* _Task details_
Determine how many lines in the records that follow hold the string "start". Only that number should be returned.

* _Data for this task_
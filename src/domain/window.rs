//! Period windows and single-day slices over a loaded bar snapshot.
//!
//! A [`MarketData`] owns one query's bars (zero-close rows already
//! removed) and the trading calendar. Windows borrow from it and never
//! mutate it.
//!
//! Day slices are resolved independently per offset: offset `i` snaps
//! `reference - i` calendar days back onto the calendar. Offsets are not
//! chained from one another, so across a long enough gap two offsets can
//! resolve to the same day.

use crate::domain::bar::Bar;
use crate::domain::calendar::TradingCalendar;
use crate::domain::error::ScreenerError;
use chrono::{Days, NaiveDate};
use std::collections::{BTreeMap, BTreeSet, HashMap};

#[derive(Debug, Clone)]
pub struct MarketData {
    bars: Vec<Bar>,
    calendar: TradingCalendar,
}

impl MarketData {
    /// Snapshot over `bars` using an externally supplied calendar.
    pub fn new(bars: Vec<Bar>, calendar: TradingCalendar) -> Self {
        let bars: Vec<Bar> = bars.into_iter().filter(Bar::is_trading).collect();
        Self { bars, calendar }
    }

    /// Snapshot whose calendar is derived from the bars themselves.
    pub fn from_bars(bars: Vec<Bar>) -> Result<Self, ScreenerError> {
        let calendar = TradingCalendar::from_bars(&bars)?;
        Ok(Self::new(bars, calendar))
    }

    pub fn bars(&self) -> &[Bar] {
        &self.bars
    }

    pub fn calendar(&self) -> &TradingCalendar {
        &self.calendar
    }

    /// All bars with `start <= date <= end`.
    pub fn period_window(
        &self,
        start: NaiveDate,
        end: NaiveDate,
    ) -> Result<PeriodWindow<'_>, ScreenerError> {
        let bars: Vec<&Bar> = self
            .bars
            .iter()
            .filter(|b| b.date >= start && b.date <= end)
            .collect();
        if bars.is_empty() {
            return Err(ScreenerError::EmptyWindow { start, end });
        }
        Ok(PeriodWindow { start, end, bars })
    }

    /// The trading day an offset resolves to.
    pub fn resolve_offset(&self, reference: NaiveDate, offset: usize) -> NaiveDate {
        let target = reference
            .checked_sub_days(Days::new(offset as u64))
            .unwrap_or(NaiveDate::MIN);
        self.calendar.prev_trading_day(target)
    }

    pub fn day_slice(&self, reference: NaiveDate, offset: usize) -> DaySlice<'_> {
        let date = self.resolve_offset(reference, offset);
        let bars = self
            .bars
            .iter()
            .filter(|b| b.date == date)
            .map(|b| (b.ticker.as_str(), b))
            .collect();
        DaySlice { offset, date, bars }
    }

    pub fn day_slices<I>(&self, reference: NaiveDate, offsets: I) -> DaySlices<'_>
    where
        I: IntoIterator<Item = usize>,
    {
        let slices = offsets
            .into_iter()
            .map(|offset| (offset, self.day_slice(reference, offset)))
            .collect();
        DaySlices { slices }
    }
}

/// Bars inside an inclusive date range, used for multi-day aggregation.
#[derive(Debug, Clone)]
pub struct PeriodWindow<'a> {
    pub start: NaiveDate,
    pub end: NaiveDate,
    bars: Vec<&'a Bar>,
}

impl<'a> PeriodWindow<'a> {
    pub fn bars(&self) -> &[&'a Bar] {
        &self.bars
    }

    pub fn len(&self) -> usize {
        self.bars.len()
    }

    pub fn is_empty(&self) -> bool {
        self.bars.is_empty()
    }

    pub fn tickers(&self) -> BTreeSet<&'a str> {
        self.bars.iter().map(|b| b.ticker.as_str()).collect()
    }

    /// Largest single-day traded value per ticker.
    pub fn max_value_by_ticker(&self) -> HashMap<&'a str, f64> {
        let mut out: HashMap<&'a str, f64> = HashMap::new();
        for bar in &self.bars {
            out.entry(bar.ticker.as_str())
                .and_modify(|v| *v = v.max(bar.value))
                .or_insert(bar.value);
        }
        out
    }

    /// Lowest close per ticker.
    pub fn min_close_by_ticker(&self) -> HashMap<&'a str, f64> {
        let mut out: HashMap<&'a str, f64> = HashMap::new();
        for bar in &self.bars {
            out.entry(bar.ticker.as_str())
                .and_modify(|v| *v = v.min(bar.close))
                .or_insert(bar.close);
        }
        out
    }
}

/// Every bar of exactly one resolved trading day, keyed by ticker.
#[derive(Debug, Clone)]
pub struct DaySlice<'a> {
    pub offset: usize,
    pub date: NaiveDate,
    bars: BTreeMap<&'a str, &'a Bar>,
}

impl<'a> DaySlice<'a> {
    pub fn get(&self, ticker: &str) -> Option<&'a Bar> {
        self.bars.get(ticker).copied()
    }

    pub fn bars(&self) -> impl Iterator<Item = &'a Bar> + '_ {
        self.bars.values().copied()
    }

    pub fn tickers(&self) -> impl Iterator<Item = &'a str> + '_ {
        self.bars.keys().copied()
    }

    pub fn len(&self) -> usize {
        self.bars.len()
    }

    pub fn is_empty(&self) -> bool {
        self.bars.is_empty()
    }
}

/// Day slices indexed by lookback offset.
#[derive(Debug, Clone, Default)]
pub struct DaySlices<'a> {
    slices: BTreeMap<usize, DaySlice<'a>>,
}

impl<'a> DaySlices<'a> {
    pub fn get(&self, offset: usize) -> Option<&DaySlice<'a>> {
        self.slices.get(&offset)
    }

    pub fn latest(&self) -> Option<&DaySlice<'a>> {
        self.get(0)
    }

    /// `(offset, resolved date)` pairs in offset order.
    pub fn resolved_days(&self) -> Vec<(usize, NaiveDate)> {
        self.slices.iter().map(|(o, s)| (*o, s.date)).collect()
    }
}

* _Result of the task_
6